Тем не менее, несмотря на аристотелевскую попытку разделения сфер знания и деятельности, на определение политики уже не как особого рода знания или искусства, а как специфической практической деятельности, сверхдетерминация постоянно воспроизводится, и мы встречаемся с нею вновь и вновь. Платоновский правитель философ нет-нет, да и мелькнет на страницах политических сочинений — то выступит (хотя и некоторыми оговорками) в возрожденческой «Утопии» Т. Мора, то проглянет в облике просвещенного монарха в Новое время.

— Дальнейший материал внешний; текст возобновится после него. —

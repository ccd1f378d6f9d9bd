use lazy_static::lazy_static;
use prometheus::{
    register_counter, register_counter_vec, register_gauge_vec, Counter, CounterVec, GaugeVec,
};

lazy_static! {
    // ── Event counters ──────────────────────────────────────────────────────
    pub static ref CREATED_COUNTER: CounterVec = register_counter_vec!(
        "announcements_created_total",
        "Announcements persisted, by backend",
        &["backend"]
    ).unwrap();

    pub static ref REJECTED_COUNTER: Counter = register_counter!(
        "announcements_rejected_total",
        "Submissions rejected by validation"
    ).unwrap();

    pub static ref STORAGE_ERRORS_COUNTER: CounterVec = register_counter_vec!(
        "announcements_storage_errors_total",
        "Storage failures by backend and operation",
        &["backend", "op"]
    ).unwrap();

    pub static ref CORRUPT_RECOVERIES_COUNTER: Counter = register_counter!(
        "announcements_corrupt_recoveries_total",
        "Corrupt JSON data files moved aside and reset"
    ).unwrap();

    pub static ref FALLBACK_IDS_COUNTER: Counter = register_counter!(
        "announcements_fallback_ids_total",
        "Inserts retried with a client-generated id"
    ).unwrap();

    // ── State ───────────────────────────────────────────────────────────────
    pub static ref LISTED_GAUGE: GaugeVec = register_gauge_vec!(
        "announcements_listed",
        "Announcements returned by the most recent list, by backend",
        &["backend"]
    ).unwrap();
}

Коллизия теоретическим и практическим, философией и политикой, достигает своей пиковой точки в эпоху Модерна, который мыслит себя эпохой радикально новой по отношению к прошлому и «пытается осуществить в виде непрерывного обновления разрыв нового времени с прошлым»[4]. Этому способствует изменение в самом понимании политики в силу происходящей объективизации, освобождающей субъекта действия и познания от всякой зависимости от ценностей человеческого существования. Политика, разумеется, представляет собой особый род деятельности, отличный о научного познания, но главная проблема заключается в том, что сам этот род деятельности мыслится и выстраивается по модели научного знания, универсализируемой ранним Модерном. А следовательно, сохраняется и главный элемент сверхдетерминации — идея полной прозрачности реальности человеческих взаимоотношений, а также пластичности этой реальности по отношению к всеведущему разуму. В рамках этого видения природа, равно как и человеческое действие мыслятся как везде идентичные самим себе, а все факты подчиняются вечным и неизменным законам. Вспомним хотя бы введенное Шарлем Монтескье понятие законов как «необходимых отношений, вытекающих из природы вещей»[5]; это определение распространяется абсолютно на все — от божества и сверхчеловеческих существ до человеческих отношений и животных. И главное здесь заключается, пожалуй, в том, что человек способен не просто постичь открывающуюся его взору реальность, но с помощью открытых законов адекватно воздействовать на нее с целью изменения и улучшения.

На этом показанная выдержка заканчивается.